Grant of license to Smile Communications
The allegations on frequency allocation to Smile Communications Nigeria Limited are also false, NCC said.
Smiles Communication Limited, according NCC's Tony Ojobo, holds three major licenses from NCC. On the 1st July 2009, Messrs Smile Communications Nigeria Limited was awarded a Unified Access Service License (UASL) for ten years, till 30th June 2019, he explained, adding that, the second license held by Smile Communications is PNL National license awarded in 2009.
He further clarified that the third license granted to Smile Communications Nigeria Limited is a Spectrum License in July, 2009 for 10 years till 2019 in the 850 MHZ band.
"Application for the spectrum license from Messrs Smile Communications was received by the Commission in May 2008. The application was processed and necessary approvals secured in accordance with sections 123 and 33 of the Act and in compliance with the commission's licensing procedures. The Commission applied the principle of First Come First Served. As at the time of licensing of Smile Communications there was no other application for the 850 MHZ. Smile Communications was finally granted spectrum license in July 2009.
"Smile Communications was licensed to provide broadband multimedia services on the 850 MHz Band nationwide. It was assigned 15MHz spectrum based on Time Division Duplexing (TDD) in the 850MHz band to provide wireless access services in 2009. The subsequent global acceptance of digital television technology required the re-planning of the 850 MHz band to avail the opportunities accruing from the digital dividend.

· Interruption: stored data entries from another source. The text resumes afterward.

use chainkit_core::{Constant, MarkovProcess, NonTerminal};
use chainkit_dp::domains::{Square, classic_jumps, snakes_and_ladders};

fn main() -> Result<(), Box<dyn std::error::Error>> {
    let board = snakes_and_ladders(&classic_jumps())?;
    let start = Constant::new(NonTerminal(Square { position: 1 }));

    println!("turns to finish, over ten games:");
    let mut total = 0;
    for (game, trace) in board.traces(&start, 2024).take(10).enumerate() {
        let states = trace.collect::<Result<Vec<_>, _>>()?;
        let turns = states.len() - 1;
        total += turns;
        println!("  game {:>2}: {:>3} turns", game + 1, turns);
    }
    println!("average: {:.1} turns", total as f64 / 10.0);

    Ok(())
}
use chainkit_dp::domains::frog_escape;
use chainkit_dp::{converge, greedy_policy, policy_iteration, value_iteration, vf_close};

fn main() -> Result<(), Box<dyn std::error::Error>> {
    let length = 10;
    let mdp = frog_escape(length)?;

    let vf = converge(value_iteration(&mdp, 1.0), |a, b| vf_close(a, b, 1e-9))
        .expect("value iteration is infinite");
    let policy = greedy_policy(&mdp, &vf, 1.0);

    println!("escape probability by pad, river {length} pads wide:");
    for (pad, value) in &vf {
        let croak = policy.action_for(pad)?;
        println!("  pad {:>2}: {value:.4}  croak {croak:?}", pad.0.position);
    }

    let (pi_vf, _) = converge(policy_iteration(&mdp, 1.0), |(a, _), (b, _)| {
        vf_close(a, b, 1e-9)
    })
    .expect("policy iteration is infinite");

    let disagreement = vf
        .iter()
        .map(|(pad, value)| (value - pi_vf.get(pad).copied().unwrap_or(0.0)).abs())
        .fold(0.0, f64::max);
    println!("max disagreement between the two solvers: {disagreement:.2e}");

    Ok(())
}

Administrative spectrum allocations
Ojobo said there are more allocations awarded administratively (without an auction process) than those awarded by way of auctions. Some of the frequency allocations done without auction process, according to him, include: In the 800MHz, we currently have 1) Multilinks, Intercellular, Prestel, Megatech, Odu'a Telecom, Rainbownet. In the 1800 MHz, we had Emerging Markets Telecommunications Services (EMTS) -----Operating today as Etisalat, in the 1900 MHz, we have Starcomm, Multilinks,Reliance Telecom, MTS First Wireless, Nitel. In 2.2 GHz, we have ipNX,Imperial, in 2.3GHz we have Direct On PC, in the 2.5 GHz, we still have a several companies licensed by NBC, In 5.4 GHz ANAS and several ISPs, in 10.5 GHz, there is MTN and Gateway/Vodacom and in 26GHz,we have MTN.